WHAT YOU WILL DO> Print the first line of the data below and every one after it, through the line containing "pub fn run_tui(mut", exactly as written.

(SOURCE MATERIAL)

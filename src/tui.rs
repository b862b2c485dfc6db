use std::io;
use std::sync::mpsc;
use std::time::Duration;

use ratatui::crossterm::event::{self, Event, KeyCode, KeyEvent, KeyModifiers};
use ratatui::crossterm::execute;
use ratatui::crossterm::terminal::{
    disable_raw_mode, enable_raw_mode, EnterAlternateScreen, LeaveAlternateScreen,
};
use ratatui::prelude::CrosstermBackend;
use ratatui::Terminal;

use crate::model::QuestionKind;
use crate::slots::SlotCommand;
use crate::state::{AppState, Grab, Screen};
use crate::timer::{schedule_advance, RunnerEvent};

pub fn run_tui(mut state: AppState, advance_delay: Duration) -> Result<(), String> {
    enable_raw_mode().map_err(|e| format!("Cannot enable raw mode: {}", e))?;
    let mut stdout = io::stdout();
    execute!(stdout, EnterAlternateScreen)
        .map_err(|e| format!("Cannot enter alternate screen: {}", e))?;

    let backend = CrosstermBackend::new(stdout);
    let mut terminal =
        Terminal::new(backend).map_err(|e| format!("Cannot create terminal: {}", e))?;

    let (advance_tx, advance_rx) = mpsc::channel::<RunnerEvent>();

    let result = main_loop(
        &mut terminal,
        &mut state,
        &advance_tx,
        &advance_rx,
        advance_delay,
    );

    disable_raw_mode().ok();
    execute!(terminal.backend_mut(), LeaveAlternateScreen).ok();

    result
}

fn main_loop(
    terminal: &mut Terminal<CrosstermBackend<io::Stdout>>,
    state: &mut AppState,
    advance_tx: &mpsc::Sender<RunnerEvent>,
    advance_rx: &mpsc::Receiver<RunnerEvent>,
    advance_delay: Duration,
) -> Result<(), String> {
    loop {
        terminal
            .draw(|f| crate::ui::draw(f, state))
            .map_err(|e| format!("Draw error: {}", e))?;

        if state.should_quit {
            break;
        }

        if event::poll(Duration::from_millis(100)).map_err(|e| format!("Poll error: {}", e))? {
            if let Event::Key(key) = event::read().map_err(|e| format!("Read error: {}", e))? {
                handle_key(key, state, advance_tx, advance_delay);
            }
        }

        while let Ok(RunnerEvent::AdvanceDue(token)) = advance_rx.try_recv() {
            apply_advance(state, token);
        }
    }

    Ok(())
}

/// An elapsed advance timer. Anything grabbed belongs to the board that just
/// went away, so the grab is dropped along with the old view.
fn apply_advance(state: &mut AppState, token: u64) {
    if state.runner.handle_advance(token) {
        state.clear_grab();
        if state.runner.is_finished() {
            state.screen = Screen::Results;
        }
    }
}

fn handle_key(
    key: KeyEvent,
    state: &mut AppState,
    advance_tx: &mpsc::Sender<RunnerEvent>,
    advance_delay: Duration,
) {
    state.notice = None;

    if key.code == KeyCode::Char('q') && key.modifiers.contains(KeyModifiers::CONTROL) {
        state.should_quit = true;
        return;
    }

    match state.screen {
        Screen::Running => handle_running_key(key, state, advance_tx, advance_delay),
        Screen::Results => handle_results_key(key, state),
    }
}

fn handle_running_key(
    key: KeyEvent,
    state: &mut AppState,
    advance_tx: &mpsc::Sender<RunnerEvent>,
    advance_delay: Duration,
) {
    match key.code {
        KeyCode::Left => {
            state.clear_grab();
            if !state.runner.prev_question() && state.runner.awaiting_advance() {
                state.notice = Some("Hold on, showing the answer…".to_string());
            }
        }
        KeyCode::Right => {
            state.clear_grab();
            if !state.runner.next_question() && state.runner.awaiting_advance() {
                state.notice = Some("Hold on, showing the answer…".to_string());
            }
        }
        KeyCode::Esc => {
            state.clear_grab();
        }
        KeyCode::Enter => {
            if let Some(token) = state.runner.confirm_current() {
                schedule_advance(advance_tx.clone(), token, advance_delay);
            }
        }
        KeyCode::Backspace | KeyCode::Delete => {
            if let Some(Grab::Slot(slot)) = state.grab {
                state.runner.dispatch_slot(SlotCommand::Remove { slot });
                state.clear_grab();
            }
        }
        KeyCode::Char(c @ 'a'..='z') => {
            handle_letter(c, state, advance_tx, advance_delay);
        }
        KeyCode::Char(c @ '1'..='9') => {
            let slot = (c as u8 - b'1') as usize;
            handle_slot_key(slot, state, advance_tx, advance_delay);
        }
        _ => {}
    }
}

/// Letters select an option on multiple choice, or grab a word chip on the
/// drag questions.
fn handle_letter(
    c: char,
    state: &mut AppState,
    advance_tx: &mpsc::Sender<RunnerEvent>,
    advance_delay: Duration,
) {
    let index = (c as u8 - b'a') as usize;

    match state.runner.current_question().map(|q| &q.kind) {
        Some(QuestionKind::Multiple { .. }) => {
            if let Some(token) = state.runner.select_choice(index) {
                schedule_advance(advance_tx.clone(), token, advance_delay);
            }
        }
        Some(QuestionKind::Fill { .. }) | Some(QuestionKind::Matching { .. }) => {
            let grabbable = state
                .runner
                .engine()
                .map(|e| index < e.pool.len() && e.pool.is_visible(index))
                .unwrap_or(false);
            if grabbable && !state.runner.current_confirmed() {
                state.grab = Some(Grab::Chip(index));
            }
        }
        _ => {}
    }
}

/// Number keys name a slot: drop the grabbed chip there, complete a
/// slot-to-slot drag, or pick up whatever the slot holds.
fn handle_slot_key(
    slot: usize,
    state: &mut AppState,
    advance_tx: &mpsc::Sender<RunnerEvent>,
    advance_delay: Duration,
) {
    let slot_count = state
        .runner
        .engine()
        .map(|e| e.board.len())
        .unwrap_or(0);
    if slot >= slot_count {
        return;
    }

    match state.grab.take() {
        Some(Grab::Chip(chip)) => {
            if let Some(token) = state.runner.dispatch_slot(SlotCommand::PlaceChip { chip, slot }) {
                schedule_advance(advance_tx.clone(), token, advance_delay);
            }
        }
        Some(Grab::Slot(from)) => {
            if from != slot {
                state.runner.dispatch_slot(SlotCommand::DragBetween { from, to: slot });
            }
        }
        None => {
            let occupied = state
                .runner
                .engine()
                .map(|e| e.board.slot(slot).occupied())
                .unwrap_or(false);
            if occupied && !state.runner.current_confirmed() {
                state.grab = Some(Grab::Slot(slot));
            }
        }
    }
}

fn handle_results_key(key: KeyEvent, state: &mut AppState) {
    match key.code {
        KeyCode::Char('r') => {
            state.runner.restart();
            state.clear_grab();
            state.screen = Screen::Running;
        }
        KeyCode::Enter => {
            state.should_quit = true;
        }
        _ => {}
    }
}
/// Derivation of fill-in-the-blank gaps from a sentence and its option list.
///
/// The sentence is tokenized on whitespace, punctuation and math-operator
/// boundaries; every token that case-insensitively equals an option becomes
/// a blank, in left-to-right order. A sentence from which no blank can be
/// derived falls back to one synthetic, non-positional blank per option.

#[derive(Debug, Clone, PartialEq)]
pub struct Blank {
    /// Canonical option text this blank expects.
    pub word: String,
    /// Byte offset of the token within the sentence.
    pub position: usize,
    /// Byte length of the token.
    pub length: usize,
    /// Punctuation immediately following the token (no operators).
    pub trailing_punctuation: String,
    pub blank_index: usize,
}

#[derive(Debug, Clone)]
pub struct BlankLayout {
    pub blanks: Vec<Blank>,
    /// False when the synthetic per-option fallback was taken; positions are
    /// then arbitrary and the sentence must not be sliced around them.
    pub positional: bool,
}

impl BlankLayout {
    pub fn correct_words(&self) -> Vec<String> {
        self.blanks.iter().map(|b| b.word.clone()).collect()
    }
}

fn is_punctuation(c: char) -> bool {
    matches!(
        c,
        '.' | ',' | '!' | '?' | ';' | ':' | '(' | ')' | '[' | ']' | '{' | '}' | '"' | '\''
    )
}

fn is_operator(c: char) -> bool {
    matches!(c, '+' | '-' | '*' | '/' | '=')
}

fn is_boundary(c: char) -> bool {
    c.is_whitespace() || is_punctuation(c) || is_operator(c)
}

pub fn derive_blanks(sentence: &str, options: &[String]) -> BlankLayout {
    let mut blanks = Vec::new();

    if !options.is_empty() {
        let mut blank_index = 0usize;
        for (position, token) in tokens(sentence) {
            let clean = token
                .trim_end_matches(|c| is_punctuation(c) || is_operator(c))
                .to_lowercase();
            if clean.is_empty() {
                continue;
            }
            let matched = options.iter().find(|opt| opt.to_lowercase() == clean);
            if let Some(option) = matched {
                let after = &sentence[position + token.len()..];
                let trailing: String =
                    after.chars().take_while(|&c| is_punctuation(c)).collect();
                blanks.push(Blank {
                    word: option.clone(),
                    position,
                    length: token.len(),
                    trailing_punctuation: trailing,
                    blank_index,
                });
                blank_index += 1;
            }
        }
    }

    if blanks.is_empty() && !options.is_empty() {
        // Fallback policy: the sentence never names the options verbatim, so
        // give every option its own gap below the sentence instead.
        let blanks = options
            .iter()
            .enumerate()
            .map(|(i, option)| Blank {
                word: option.clone(),
                position: i * 50,
                length: option.len(),
                trailing_punctuation: String::new(),
                blank_index: i,
            })
            .collect();
        return BlankLayout {
            blanks,
            positional: false,
        };
    }

    BlankLayout {
        blanks,
        positional: true,
    }
}

/// Number of chips to materialize per option: one per blank whose word
/// matches the option, minimum one even for options that never appear.
pub fn chip_counts(layout: &BlankLayout, options: &[String]) -> Vec<usize> {
    options
        .iter()
        .map(|opt| {
            let lower = opt.to_lowercase();
            let n = layout
                .blanks
                .iter()
                .filter(|b| b.word.to_lowercase() == lower)
                .count();
            n.max(1)
        })
        .collect()
}

/// Iterate (byte_position, token) over maximal runs of non-boundary chars.
fn tokens(sentence: &str) -> Vec<(usize, &str)> {
    let mut out = Vec::new();
    let mut start: Option<usize> = None;
    for (i, c) in sentence.char_indices() {
        if is_boundary(c) {
            if let Some(s) = start.take() {
                out.push((s, &sentence[s..i]));
            }
        } else if start.is_none() {
            start = Some(i);
        }
    }
    if let Some(s) = start {
        out.push((s, &sentence[s..]));
    }
    out
}

#[cfg(test)]
mod tests {
    use super::*;

    fn opts(words: &[&str]) -> Vec<String> {
        words.iter().map(|w| w.to_string()).collect()
    }

    #[test]
    fn blanks_follow_sentence_order() {
        let layout = derive_blanks(
            "the quick fox jumps over the lazy dog",
            &opts(&["lazy", "quick"]),
        );
        assert!(layout.positional);
        let words: Vec<&str> = layout.blanks.iter().map(|b| b.word.as_str()).collect();
        assert_eq!(words, vec!["quick", "lazy"]);
        assert_eq!(layout.blanks[0].blank_index, 0);
        assert_eq!(layout.blanks[1].blank_index, 1);
        assert!(layout.blanks[0].position < layout.blanks[1].position);
    }

    #[test]
    fn matching_is_case_insensitive_and_canonicalizes() {
        let layout = derive_blanks("Paris is the capital", &opts(&["paris"]));
        assert_eq!(layout.blanks.len(), 1);
        // The blank carries the option text, not the sentence token.
        assert_eq!(layout.blanks[0].word, "paris");
        assert_eq!(layout.blanks[0].position, 0);
        assert_eq!(layout.blanks[0].length, 5);
    }

    #[test]
    fn punctuation_bounds_tokens() {
        let layout = derive_blanks("It is fast, very fast.", &opts(&["fast"]));
        assert_eq!(layout.blanks.len(), 2);
        assert_eq!(layout.blanks[0].trailing_punctuation, ",");
        assert_eq!(layout.blanks[1].trailing_punctuation, ".");
    }

    #[test]
    fn math_operators_bound_tokens() {
        let layout = derive_blanks("2+two=4", &opts(&["two"]));
        assert_eq!(layout.blanks.len(), 1);
        assert_eq!(layout.blanks[0].position, 2);
    }

    #[test]
    fn zero_matches_falls_back_to_one_blank_per_option() {
        let layout = derive_blanks("nothing here matches", &opts(&["alpha", "beta"]));
        assert!(!layout.positional);
        assert_eq!(layout.blanks.len(), 2);
        assert_eq!(layout.blanks[0].word, "alpha");
        assert_eq!(layout.blanks[1].word, "beta");
    }

    #[test]
    fn duplicate_words_yield_duplicate_blanks_and_chips() {
        let options = opts(&["the", "cat"]);
        let layout = derive_blanks("the cat sat on the mat", &options);
        assert_eq!(layout.blanks.len(), 3);
        assert_eq!(chip_counts(&layout, &options), vec![2, 1]);
    }

    #[test]
    fn unused_option_still_gets_one_chip() {
        let options = opts(&["cat", "dog"]);
        let layout = derive_blanks("the cat sat", &options);
        assert_eq!(layout.blanks.len(), 1);
        assert_eq!(chip_counts(&layout, &options), vec![1, 1]);
    }

    #[test]
    fn empty_options_derive_nothing() {
        let layout = derive_blanks("a sentence", &[]);
        assert!(layout.blanks.is_empty());
        assert!(layout.positional);
    }
}
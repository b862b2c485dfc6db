use std::path::PathBuf;

use clap::Parser;

#[derive(Parser, Debug)]
#[command(name = "quizdrop", version, about = "Terminal runner for drag-and-drop quizzes")]
pub struct Cli {
    /// Quiz file (.json, .yaml or .yml)
    pub file: PathBuf,

    /// Write a printable version with the answer key and exit
    #[arg(long, value_name = "path")]
    pub export: Option<PathBuf>,

    /// Validate the quiz file and exit without running it
    #[arg(long)]
    pub check: bool,

    /// Feedback window before auto-advance, in milliseconds
    #[arg(long, value_name = "ms", default_value_t = 1500)]
    pub delay_ms: u64,

    /// Require an explicit Enter to check drag answers instead of
    /// confirming as soon as the last slot is filled
    #[arg(long)]
    pub confirm_button: bool,
}
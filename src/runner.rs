use std::collections::HashSet;
use std::time::Duration;

use crate::answer::AnswerState;
use crate::blanks::{derive_blanks, BlankLayout};
use crate::engine::{ConfirmPolicy, InteractionEngine, Signal};
use crate::model::{Question, QuestionKind, TestPayload};
use crate::pool::{random_shuffle, ShuffleFn};
use crate::score::{evaluate, final_score};
use crate::slots::SlotCommand;

pub const DEFAULT_ADVANCE_DELAY: Duration = Duration::from_millis(1500);

#[derive(Debug, Clone, Copy)]
pub struct RunnerConfig {
    /// Feedback window between confirmation and auto-advance.
    pub advance_delay: Duration,
    pub confirm_policy: ConfirmPolicy,
    pub shuffle: ShuffleFn,
}

impl Default for RunnerConfig {
    fn default() -> Self {
        RunnerConfig {
            advance_delay: DEFAULT_ADVANCE_DELAY,
            confirm_policy: ConfirmPolicy::AutoOnFill,
            shuffle: random_shuffle,
        }
    }
}

#[derive(Debug, Clone, Copy, PartialEq)]
pub struct Results {
    pub percentage: u32,
    pub correct: usize,
    pub total: usize,
}

/// One attempt at a quiz. Owns every answer record; the per-question
/// interaction engine only ever mutates them through `dispatch_slot` and
/// `confirm_current`, so there is a single writer for answer state.
///
/// Typing questions are filtered out up front; they are export-only.
pub struct TestRunner {
    questions: Vec<Question>,
    layouts: Vec<Option<BlankLayout>>,
    answers: Vec<Option<AnswerState>>,
    confirmed: HashSet<usize>,
    validation: Vec<Option<String>>,
    engine: Option<InteractionEngine>,
    current: usize,
    /// Bumped on every question display; pending auto-advance tokens from
    /// earlier displays no longer match and are dropped.
    generation: u64,
    awaiting_advance: bool,
    finished: bool,
    config: RunnerConfig,
}

impl TestRunner {
    pub fn new(payload: &TestPayload, config: RunnerConfig) -> Self {
        let questions: Vec<Question> = payload
            .questions
            .iter()
            .filter(|q| !q.is_typing())
            .cloned()
            .collect();
        let layouts: Vec<Option<BlankLayout>> = questions
            .iter()
            .map(|q| match &q.kind {
                QuestionKind::Fill { sentence, options } => {
                    Some(derive_blanks(sentence, options))
                }
                _ => None,
            })
            .collect();
        let answers = questions
            .iter()
            .zip(&layouts)
            .map(|(q, layout)| AnswerState::initial(&q.kind, layout.as_ref()))
            .collect();
        let validation = questions.iter().map(validate_question).collect();

        let mut runner = TestRunner {
            questions,
            layouts,
            answers,
            confirmed: HashSet::new(),
            validation,
            engine: None,
            current: 0,
            generation: 0,
            awaiting_advance: false,
            finished: false,
            config,
        };
        runner.display_current();
        runner
    }

    pub fn question_count(&self) -> usize {
        self.questions.len()
    }

    pub fn current_index(&self) -> usize {
        self.current
    }

    pub fn current_question(&self) -> Option<&Question> {
        self.questions.get(self.current)
    }

    pub fn current_answer(&self) -> Option<&AnswerState> {
        self.answers.get(self.current).and_then(|a| a.as_ref())
    }

    pub fn current_layout(&self) -> Option<&BlankLayout> {
        self.layouts.get(self.current).and_then(|l| l.as_ref())
    }

    /// Validation notice for the current question, if it cannot be run.
    pub fn current_notice(&self) -> Option<&str> {
        self.validation
            .get(self.current)
            .and_then(|n| n.as_deref())
    }

    pub fn engine(&self) -> Option<&InteractionEngine> {
        self.engine.as_ref()
    }

    pub fn is_confirmed(&self, index: usize) -> bool {
        self.confirmed.contains(&index)
    }

    pub fn current_confirmed(&self) -> bool {
        self.is_confirmed(self.current)
    }

    pub fn awaiting_advance(&self) -> bool {
        self.awaiting_advance
    }

    pub fn is_finished(&self) -> bool {
        self.finished
    }

    pub fn confirmed_count(&self) -> usize {
        self.confirmed.len()
    }

    /// Select an option on a multiple-choice question. Confirms immediately;
    /// returns the advance token to schedule, or None if the input was
    /// refused.
    pub fn select_choice(&mut self, option: usize) -> Option<u64> {
        if self.finished
            || self.awaiting_advance
            || self.current_confirmed()
            || self.current_notice().is_some()
        {
            return None;
        }
        let in_range = match self.current_question()?.kind {
            QuestionKind::Multiple { ref options, .. } => option < options.len(),
            _ => false,
        };
        if !in_range {
            return None;
        }
        if let Some(Some(AnswerState::Multiple { selected })) = self.answers.get_mut(self.current) {
            *selected = Some(option);
        }
        Some(self.mark_confirmed())
    }

    /// Route a slot command to the current question's interaction engine.
    /// Returns the advance token when the command completed the question.
    pub fn dispatch_slot(&mut self, command: SlotCommand) -> Option<u64> {
        if self.finished || self.awaiting_advance || self.current_notice().is_some() {
            return None;
        }
        let engine = self.engine.as_mut()?;
        let answer = self.answers.get_mut(self.current)?.as_mut()?;
        match engine.dispatch(command, answer) {
            Signal::Confirmed => Some(self.mark_confirmed()),
            _ => None,
        }
    }

    /// Explicit confirm for the `ExplicitConfirm` policy.
    pub fn confirm_current(&mut self) -> Option<u64> {
        if self.finished || self.awaiting_advance || self.current_notice().is_some() {
            return None;
        }
        let engine = self.engine.as_mut()?;
        let answer = self.answers.get_mut(self.current)?.as_mut()?;
        match engine.confirm(answer) {
            Signal::Confirmed => Some(self.mark_confirmed()),
            _ => None,
        }
    }

    /// Handle an elapsed advance timer. Stale tokens, scheduled before the
    /// view changed, are ignored. Returns true when the view moved on.
    pub fn handle_advance(&mut self, token: u64) -> bool {
        if !self.awaiting_advance || token != self.generation {
            return false;
        }
        self.awaiting_advance = false;
        if self.current + 1 < self.questions.len() {
            self.current += 1;
            self.display_current();
        } else {
            self.finished = true;
        }
        true
    }

    /// Manual navigation; refused during the feedback window.
    pub fn next_question(&mut self) -> bool {
        if self.awaiting_advance || self.finished || self.current + 1 >= self.questions.len() {
            return false;
        }
        self.current += 1;
        self.display_current();
        true
    }

    pub fn prev_question(&mut self) -> bool {
        if self.awaiting_advance || self.finished || self.current == 0 {
            return false;
        }
        self.current -= 1;
        self.display_current();
        true
    }

    pub fn results(&self) -> Results {
        let total = self.questions.len();
        let correct = self
            .questions
            .iter()
            .zip(&self.answers)
            .filter(|(q, a)| evaluate(q, a.as_ref()).correct)
            .count();
        Results {
            percentage: final_score(correct, total),
            correct,
            total,
        }
    }

    /// Throw away the attempt and start over on the same questions.
    pub fn restart(&mut self) {
        self.answers = self
            .questions
            .iter()
            .zip(&self.layouts)
            .map(|(q, layout)| AnswerState::initial(&q.kind, layout.as_ref()))
            .collect();
        self.confirmed.clear();
        self.current = 0;
        self.awaiting_advance = false;
        self.finished = false;
        self.display_current();
    }

    fn mark_confirmed(&mut self) -> u64 {
        self.confirmed.insert(self.current);
        self.awaiting_advance = true;
        self.generation
    }

    /// Rebuild the interaction engine for the current question and replay
    /// its saved answer into it. Every display gets a fresh generation, so
    /// advance timers scheduled against earlier views die quietly.
    fn display_current(&mut self) {
        self.generation += 1;
        self.awaiting_advance = false;
        self.engine = None;

        let Some(question) = self.questions.get(self.current) else {
            return;
        };
        if self.validation[self.current].is_some() {
            return;
        }
        let layout = self.layouts[self.current].as_ref();
        if let Some(mut engine) = InteractionEngine::for_question(
            question,
            layout,
            self.config.confirm_policy,
            self.config.shuffle,
        ) {
            if let Some(answer) = self.answers[self.current].as_ref() {
                engine.restore(answer);
            }
            if self.confirmed.contains(&self.current) {
                engine.lock();
            }
            self.engine = Some(engine);
        }
    }
}

/// Authoring mistakes that make a question unrunnable. The question still
/// counts toward the total; it just renders a notice instead of controls.
fn validate_question(question: &Question) -> Option<String> {
    if question.prompt.trim().is_empty() {
        return Some("This question has no prompt text.".to_string());
    }
    match &question.kind {
        QuestionKind::Multiple {
            options,
            correct_answer,
        } => {
            if options.is_empty() {
                return Some("This question has no options to choose from.".to_string());
            }
            match correct_answer {
                Some(i) if *i < options.len() => None,
                _ => Some("This question has no correct answer marked.".to_string()),
            }
        }
        QuestionKind::Fill { sentence, options } => {
            if sentence.trim().is_empty() || options.is_empty() {
                Some("This question has no sentence or word bank.".to_string())
            } else {
                None
            }
        }
        QuestionKind::Matching { pairs } => {
            if pairs.is_empty() {
                Some("This question has no pairs to match.".to_string())
            } else {
                None
            }
        }
        QuestionKind::Typing { .. } => None,
    }
}
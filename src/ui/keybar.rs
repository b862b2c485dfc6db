use ratatui::layout::Rect;
use ratatui::style::{Color, Modifier, Style};
use ratatui::text::{Line, Span};
use ratatui::widgets::Paragraph;
use ratatui::Frame;

use crate::model::QuestionKind;
use crate::state::AppState;

pub fn draw_keybar(f: &mut Frame, area: Rect, state: &AppState) {
    let bindings: Vec<(&str, &str)> = match state.runner.current_question().map(|q| &q.kind) {
        Some(QuestionKind::Multiple { .. }) => vec![
            ("a-z", "answer"),
            ("←/→", "prev/next"),
            ("Ctrl+Q", "quit"),
        ],
        Some(QuestionKind::Fill { .. }) | Some(QuestionKind::Matching { .. }) => vec![
            ("a-z", "grab word"),
            ("1-9", "drop in slot"),
            ("Backspace", "take out"),
            ("Esc", "let go"),
            ("←/→", "prev/next"),
            ("Ctrl+Q", "quit"),
        ],
        _ => vec![("←/→", "prev/next"), ("Ctrl+Q", "quit")],
    };

    let mut spans: Vec<Span> = vec![Span::raw(" ")];
    for (i, (key, action)) in bindings.iter().enumerate() {
        if i > 0 {
            spans.push(Span::raw("   "));
        }
        spans.push(Span::styled(
            key.to_string(),
            Style::default()
                .fg(Color::Cyan)
                .add_modifier(Modifier::BOLD),
        ));
        spans.push(Span::raw(format!(" {}", action)));
    }

    let widget =
        Paragraph::new(Line::from(spans)).style(Style::default().bg(Color::Rgb(20, 20, 20)));
    f.render_widget(widget, area);
}
use rand::seq::SliceRandom;

use crate::blanks::{chip_counts, BlankLayout};
use crate::model::Pair;

pub type ChipId = usize;

/// Reordering hook for the matching pool. Production uses [`random_shuffle`];
/// tests inject a deterministic order.
pub type ShuffleFn = fn(&mut [usize]);

pub fn random_shuffle(order: &mut [usize]) {
    order.shuffle(&mut rand::thread_rng());
}

pub fn identity_shuffle(_order: &mut [usize]) {}

/// One draggable occurrence of an option. Hiding a chip keeps its identity so
/// a later removal restores the exact same chip.
#[derive(Debug, Clone)]
pub struct Chip {
    pub id: ChipId,
    pub text: String,
    /// Index of the option (fill) or pair (matching) this chip came from.
    pub original_index: usize,
    /// Distinguishes duplicate chips of the same option text.
    pub occurrence: usize,
    pub visible: bool,
}

#[derive(Debug, Clone)]
pub struct OptionPool {
    chips: Vec<Chip>,
}

impl OptionPool {
    /// Fill pool: one chip per (option, occurrence), so repeated words have
    /// enough chips to cover every blank they appear in.
    pub fn for_fill(options: &[String], layout: &BlankLayout) -> Self {
        let counts = chip_counts(layout, options);
        let mut chips = Vec::new();
        for (index, option) in options.iter().enumerate() {
            for occurrence in 0..counts[index] {
                chips.push(Chip {
                    id: chips.len(),
                    text: option.clone(),
                    original_index: index,
                    occurrence,
                    visible: true,
                });
            }
        }
        OptionPool { chips }
    }

    /// Matching pool: the right-hand side of every pair, shuffled once at
    /// render time. Left items stay in author order; only this pool reorders.
    pub fn for_matching(pairs: &[Pair], shuffle: ShuffleFn) -> Self {
        let mut order: Vec<usize> = (0..pairs.len()).collect();
        shuffle(&mut order);
        let chips = order
            .iter()
            .enumerate()
            .map(|(id, &pair_index)| Chip {
                id,
                text: pairs[pair_index].right.clone(),
                original_index: pair_index,
                occurrence: 0,
                visible: true,
            })
            .collect();
        OptionPool { chips }
    }

    pub fn chip(&self, id: ChipId) -> &Chip {
        &self.chips[id]
    }

    pub fn len(&self) -> usize {
        self.chips.len()
    }

    pub fn is_empty(&self) -> bool {
        self.chips.is_empty()
    }

    pub fn hide(&mut self, id: ChipId) {
        self.chips[id].visible = false;
    }

    pub fn show(&mut self, id: ChipId) {
        self.chips[id].visible = true;
    }

    pub fn show_all(&mut self) {
        for chip in &mut self.chips {
            chip.visible = true;
        }
    }

    pub fn is_visible(&self, id: ChipId) -> bool {
        self.chips[id].visible
    }

    pub fn chips(&self) -> &[Chip] {
        &self.chips
    }

    pub fn visible_chips(&self) -> impl Iterator<Item = &Chip> {
        self.chips.iter().filter(|c| c.visible)
    }

    /// First visible chip whose text matches exactly. Used when restoring a
    /// fill answer: any chip with the right text is interchangeable.
    pub fn find_visible_by_text(&self, text: &str) -> Option<ChipId> {
        self.chips
            .iter()
            .find(|c| c.visible && c.text == text)
            .map(|c| c.id)
    }

    pub fn find_visible_by_original(&self, original_index: usize) -> Option<ChipId> {
        self.chips
            .iter()
            .find(|c| c.visible && c.original_index == original_index)
            .map(|c| c.id)
    }
}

(End SOURCE MATERIAL)

WRITTEN REPLY>
filename src/tui.rs
repository b862b2c485dfc6db
use std::io;
use std::sync::mpsc;
use std::time::Duration;

use ratatui::crossterm::event::{self, Event, KeyCode, KeyEvent, KeyModifiers};
use ratatui::crossterm::execute;
use ratatui::crossterm::terminal::{
    disable_raw_mode, enable_raw_mode, EnterAlternateScreen, LeaveAlternateScreen,
};
use ratatui::prelude::CrosstermBackend;
use ratatui::Terminal;

use crate::model::QuestionKind;
use crate::slots::SlotCommand;
use crate::state::{AppState, Grab, Screen};
use crate::timer::{schedule_advance, RunnerEvent};

pub fn run_tui(mut state: AppState, advance_delay: Duration) -> Result<(), String> {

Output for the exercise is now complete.